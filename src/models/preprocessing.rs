use ndarray::Array1;
use serde_json::{json, Value};

use crate::stats::{Univariate, Var};
use crate::traits::estimator::{
    check_dimension, expose_roles, Capability, Estimator, EstimatorError, Transformer,
};
use crate::traits::features::FeatureVector;
use crate::traits::registration::{boxed, Constructor, EstimatorType, Family};

fn safe_div(a: f64, b: f64) -> f64 {
    if b == 0.0 {
        0.0
    } else {
        a / b
    }
}

/// Scales each feature to zero mean and unit variance, using running statistics.
///
/// Before any learning every output is zero.
#[derive(Debug, Clone, Default)]
pub struct StandardScaler {
    vars: Vec<Var>,
}

impl StandardScaler {
    pub fn new() -> Self {
        Self::default()
    }

    fn dimension(&self) -> Option<usize> {
        if self.vars.is_empty() {
            None
        } else {
            Some(self.vars.len())
        }
    }
}

impl Transformer for StandardScaler {
    fn learn_one(&mut self, x: &FeatureVector, _y: Option<f64>) -> Result<(), EstimatorError> {
        check_dimension(self.dimension(), x, "StandardScaler input")?;
        if self.vars.is_empty() {
            self.vars = vec![Var::new(0); x.dimension()];
        }
        for (var, &value) in self.vars.iter_mut().zip(x.as_array()) {
            var.update(value);
        }
        Ok(())
    }

    fn transform_one(&self, x: &FeatureVector) -> Result<FeatureVector, EstimatorError> {
        check_dimension(self.dimension(), x, "StandardScaler input")?;
        if self.vars.is_empty() {
            return Ok(FeatureVector::from_array(Array1::zeros(x.dimension())));
        }
        let scaled = x
            .as_array()
            .iter()
            .zip(&self.vars)
            .map(|(&value, var)| safe_div(value - var.mean(), var.get().sqrt()))
            .collect();
        Ok(FeatureVector::new(scaled))
    }
}

impl Estimator for StandardScaler {
    fn name(&self) -> String {
        "StandardScaler".to_string()
    }

    fn clone_box(&self) -> Box<dyn Estimator> {
        Box::new(self.clone())
    }

    expose_roles!(Transformer);
}

/// Scales each feature into `[0, 1]` using the running min and max.
#[derive(Debug, Clone, Default)]
pub struct MinMaxScaler {
    min: Option<Array1<f64>>,
    max: Option<Array1<f64>>,
}

impl MinMaxScaler {
    pub fn new() -> Self {
        Self::default()
    }
}

impl Transformer for MinMaxScaler {
    fn learn_one(&mut self, x: &FeatureVector, _y: Option<f64>) -> Result<(), EstimatorError> {
        check_dimension(self.min.as_ref().map(|m| m.len()), x, "MinMaxScaler input")?;
        let values = x.as_array();
        if self.min.is_none() || self.max.is_none() {
            self.min = Some(values.clone());
            self.max = Some(values.clone());
            return Ok(());
        }
        if let Some(min) = self.min.as_mut() {
            min.zip_mut_with(values, |m, &v| *m = m.min(v));
        }
        if let Some(max) = self.max.as_mut() {
            max.zip_mut_with(values, |m, &v| *m = m.max(v));
        }
        Ok(())
    }

    fn transform_one(&self, x: &FeatureVector) -> Result<FeatureVector, EstimatorError> {
        check_dimension(self.min.as_ref().map(|m| m.len()), x, "MinMaxScaler input")?;
        let (min, max) = match (&self.min, &self.max) {
            (Some(min), Some(max)) => (min, max),
            _ => return Ok(FeatureVector::from_array(Array1::zeros(x.dimension()))),
        };
        let scaled = x
            .as_array()
            .iter()
            .zip(min.iter().zip(max.iter()))
            .map(|(&value, (&lo, &hi))| safe_div(value - lo, hi - lo))
            .collect();
        Ok(FeatureVector::new(scaled))
    }
}

impl Estimator for MinMaxScaler {
    fn name(&self) -> String {
        "MinMaxScaler".to_string()
    }

    fn clone_box(&self) -> Box<dyn Estimator> {
        Box::new(self.clone())
    }

    expose_roles!(Transformer);
}

/// Index tuples of every monomial of degree `1..=degree`, lowest degree first.
fn monomials(n_features: usize, degree: usize, interaction_only: bool) -> Vec<Vec<usize>> {
    let mut all = Vec::new();
    let mut frontier: Vec<Vec<usize>> = vec![Vec::new()];
    for _ in 0..degree {
        frontier = frontier
            .iter()
            .flat_map(|combo| {
                let start = match combo.last() {
                    Some(&last) if interaction_only => last + 1,
                    Some(&last) => last,
                    None => 0,
                };
                (start..n_features).map(move |j| {
                    let mut next = combo.clone();
                    next.push(j);
                    next
                })
            })
            .collect();
        all.extend(frontier.iter().cloned());
    }
    all
}

/// Appends polynomial combinations of the features up to `degree`.
///
/// Stateless: learning is a no-op and the output width depends only on the
/// input width.
#[derive(Debug, Clone)]
pub struct PolynomialExtender {
    degree: usize,
    /// Drop products that repeat a feature, such as `x0 * x0`
    interaction_only: bool,
    /// Prepend a constant 1
    include_bias: bool,
}

impl PolynomialExtender {
    pub fn new(degree: usize, interaction_only: bool, include_bias: bool) -> Result<Self, EstimatorError> {
        if degree == 0 {
            return Err(EstimatorError::InvalidParameter("degree must be positive".to_string()));
        }
        Ok(Self { degree, interaction_only, include_bias })
    }
}

impl Default for PolynomialExtender {
    fn default() -> Self {
        Self { degree: 2, interaction_only: false, include_bias: false }
    }
}

impl Transformer for PolynomialExtender {
    fn learn_one(&mut self, _x: &FeatureVector, _y: Option<f64>) -> Result<(), EstimatorError> {
        Ok(())
    }

    fn transform_one(&self, x: &FeatureVector) -> Result<FeatureVector, EstimatorError> {
        let values = x.as_array();
        let mut out = Vec::new();
        if self.include_bias {
            out.push(1.0);
        }
        for combo in monomials(x.dimension(), self.degree, self.interaction_only) {
            out.push(combo.iter().map(|&j| values[j]).product::<f64>());
        }
        Ok(FeatureVector::new(out))
    }
}

impl Estimator for PolynomialExtender {
    fn name(&self) -> String {
        "PolynomialExtender".to_string()
    }

    fn params(&self) -> Value {
        json!({
            "degree": self.degree,
            "interaction_only": self.interaction_only,
            "include_bias": self.include_bias,
        })
    }

    fn clone_box(&self) -> Box<dyn Estimator> {
        Box::new(self.clone())
    }

    expose_roles!(Transformer);
}

pub fn estimators() -> Vec<EstimatorType> {
    vec![
        EstimatorType::new(
            "preprocessing",
            "MinMaxScaler",
            &[Capability::Transformer],
            &[Family::Scaler],
            Constructor::Default(|| boxed(MinMaxScaler::new())),
        ),
        EstimatorType::new(
            "preprocessing",
            "PolynomialExtender",
            &[Capability::Transformer],
            &[Family::PolynomialExtender],
            Constructor::Default(|| boxed(PolynomialExtender::default())),
        ),
        EstimatorType::new(
            "preprocessing",
            "StandardScaler",
            &[Capability::Transformer],
            &[Family::Scaler],
            Constructor::Default(|| boxed(StandardScaler::new())),
        ),
    ]
}

#[cfg(test)]
mod tests {
    use super::*;

    #[test]
    fn test_standard_scaler() {
        let mut scaler = StandardScaler::new();
        for v in [1.0, 2.0, 3.0, 4.0, 5.0] {
            scaler.learn_one(&FeatureVector::new(vec![v, 7.0]), None).unwrap();
        }
        let out = scaler.transform_one(&FeatureVector::new(vec![3.0, 7.0])).unwrap();
        assert!(out.as_array()[0].abs() < 1e-12);
        // constant feature has zero variance
        assert_eq!(out.as_array()[1], 0.0);

        let out = scaler.transform_one(&FeatureVector::new(vec![5.0, 7.0])).unwrap();
        assert!((out.as_array()[0] - 2.0 / 2f64.sqrt()).abs() < 1e-12);
    }

    #[test]
    fn test_standard_scaler_before_learning() {
        let scaler = StandardScaler::new();
        let out = scaler.transform_one(&FeatureVector::new(vec![3.0, -1.0])).unwrap();
        assert_eq!(out, FeatureVector::new(vec![0.0, 0.0]));
    }

    #[test]
    fn test_min_max_scaler() {
        let mut scaler = MinMaxScaler::new();
        scaler.learn_one(&FeatureVector::new(vec![0.0, 1.0]), None).unwrap();
        scaler.learn_one(&FeatureVector::new(vec![10.0, 1.0]), None).unwrap();
        let out = scaler.transform_one(&FeatureVector::new(vec![2.5, 1.0])).unwrap();
        assert_eq!(out, FeatureVector::new(vec![0.25, 0.0]));

        let err = scaler.learn_one(&FeatureVector::new(vec![1.0]), None).unwrap_err();
        assert!(matches!(err, EstimatorError::DimensionMismatch { .. }));
    }

    #[test]
    fn test_polynomial_extender_degree_two() {
        let x = FeatureVector::new(vec![2.0, 3.0]);
        let full = PolynomialExtender::default().transform_one(&x).unwrap();
        // x0, x1, x0*x0, x0*x1, x1*x1
        assert_eq!(full, FeatureVector::new(vec![2.0, 3.0, 4.0, 6.0, 9.0]));

        let interactions = PolynomialExtender::new(2, true, true).unwrap().transform_one(&x).unwrap();
        assert_eq!(interactions, FeatureVector::new(vec![1.0, 2.0, 3.0, 6.0]));
    }

    #[test]
    fn test_polynomial_extender_width() {
        let mut extender = PolynomialExtender::new(3, false, false).unwrap();
        let x = FeatureVector::new(vec![1.0, -1.0, 0.5, 2.0]);
        extender.learn_one(&x, Some(1.0)).unwrap();
        // 4 + 10 + 20 monomials
        assert_eq!(extender.transform_one(&x).unwrap().dimension(), 34);
        assert!(PolynomialExtender::new(0, false, false).is_err());
    }
}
::::::::::
## What the exercise asks:
Looking at the entries above, can you reproduce exactly the lines from the one that holds "Some(&last) if interaction_only" through the one that holds "if degree == 0", and only those?

## Solution for this task:
                    Some(&last) if interaction_only => last + 1,
                    Some(&last) => last,
                    None => 0,
                };
                (start..n_features).map(move |j| {
                    let mut next = combo.clone();
                    next.push(j);
                    next
                })
            })
            .collect();
        all.extend(frontier.iter().cloned());
    }
    all
}

/// Appends polynomial combinations of the features up to `degree`.
///
/// Stateless: learning is a no-op and the output width depends only on the
/// input width.
#[derive(Debug, Clone)]
pub struct PolynomialExtender {
    degree: usize,
    /// Drop products that repeat a feature, such as `x0 * x0`
    interaction_only: bool,
    /// Prepend a constant 1
    include_bias: bool,
}

impl PolynomialExtender {
    pub fn new(degree: usize, interaction_only: bool, include_bias: bool) -> Result<Self, EstimatorError> {
        if degree == 0 {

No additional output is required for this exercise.